-- Work to complete --
In the listing below, locate the lines that hold the string "usize". Copy those lines.

►

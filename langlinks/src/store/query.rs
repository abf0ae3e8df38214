// Copyright (c) 2024-2025 DeepGraph Inc.
// SPDX-License-Identifier: Apache-2.0
//
//! Store queries and query results
//!
//! The lookup layer only ever issues conjunctions of property-value
//! conditions: `[[Interlanguage reference::Foo]]`, optionally followed by
//! further `[[Property::Value]]` blocks. Print requests select which property
//! values are returned per result row.

use super::error::{StoreError, StoreResult};
use super::value::Value;
use crate::types::{PageIdentity, Property};
use nom::{
    bytes::complete::{tag, take_until},
    character::complete::multispace0,
    combinator::{all_consuming, map},
    multi::many1,
    sequence::{delimited, preceded, separated_pair, terminated},
    IResult,
};

/// A query against the semantic store
#[derive(Debug, Clone, PartialEq)]
pub struct Query {
    condition: String,
    printouts: Vec<&'static Property>,
    limit: Option<usize>,
}

impl Query {
    pub fn new(condition: impl Into<String>) -> Self {
        Self {
            condition: condition.into(),
            printouts: Vec::new(),
            limit: None,
        }
    }

    /// Request the values of `property` for every result row
    pub fn with_printout(mut self, property: &'static Property) -> Self {
        self.printouts.push(property);
        self
    }

    pub fn with_limit(mut self, limit: usize) -> Self {
        self.limit = Some(limit);
        self
    }

    /// The condition string, e.g. `[[Interlanguage reference::Foo]]`
    pub fn query_string(&self) -> &str {
        &self.condition
    }

    pub fn printouts(&self) -> &[&'static Property] {
        &self.printouts
    }

    pub fn limit(&self) -> Option<usize> {
        self.limit
    }

    /// Parse the condition string into its property-value conditions
    pub fn conditions(&self) -> StoreResult<Vec<Condition>> {
        parse_conditions(&self.condition)
    }
}

/// One `[[Property::Value]]` block
#[derive(Debug, Clone, PartialEq, Eq)]
pub struct Condition {
    pub property: String,
    pub value: String,
}

/// One row of a query result
#[derive(Debug, Clone, PartialEq)]
pub struct ResultRow {
    /// The matching subject, usually a container subobject
    pub subject: PageIdentity,
    /// Print request values, in printout order
    pub values: Vec<Value>,
}

impl ResultRow {
    pub fn new(subject: PageIdentity, values: Vec<Value>) -> Self {
        Self { subject, values }
    }

    pub fn first_value(&self) -> Option<&Value> {
        self.values.first()
    }
}

/// Rows returned by a store query, in store order
#[derive(Debug, Clone, Default, PartialEq)]
pub struct QueryResult {
    pub rows: Vec<ResultRow>,
}

impl QueryResult {
    pub fn new(rows: Vec<ResultRow>) -> Self {
        Self { rows }
    }

    pub fn empty() -> Self {
        Self::default()
    }

    pub fn is_empty(&self) -> bool {
        self.rows.is_empty()
    }

    pub fn len(&self) -> usize {
        self.rows.len()
    }
}

impl IntoIterator for QueryResult {
    type Item = ResultRow;
    type IntoIter = std::vec::IntoIter<ResultRow>;

    fn into_iter(self) -> Self::IntoIter {
        self.rows.into_iter()
    }
}

fn condition(input: &str) -> IResult<&str, Condition> {
    map(
        preceded(
            multispace0,
            delimited(
                tag("[["),
                separated_pair(take_until("::"), tag("::"), take_until("]]")),
                tag("]]"),
            ),
        ),
        |(property, value): (&str, &str)| Condition {
            property: property.trim().to_string(),
            value: value.trim().to_string(),
        },
    )(input)
}

/// Parse a conjunction of `[[Property::Value]]` conditions
pub fn parse_conditions(input: &str) -> StoreResult<Vec<Condition>> {
    let (_, conditions) = all_consuming(terminated(many1(condition), multispace0))(input)
        .map_err(|e| StoreError::InvalidQuery(format!("'{}': {}", input, e)))?;

    if let Some(bad) = conditions.iter().find(|c| {
        c.property.is_empty() || c.value.is_empty() || c.property.contains(['[', ']'])
    }) {
        return Err(StoreError::InvalidQuery(format!(
            "'{}': malformed condition [[{}::{}]]",
            input, bad.property, bad.value
        )));
    }

    Ok(conditions)
}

◄

-- The answer --
    limit: Option<usize>,
    pub fn with_limit(mut self, limit: usize) -> Self {
    pub fn limit(&self) -> Option<usize> {
    pub fn len(&self) -> usize {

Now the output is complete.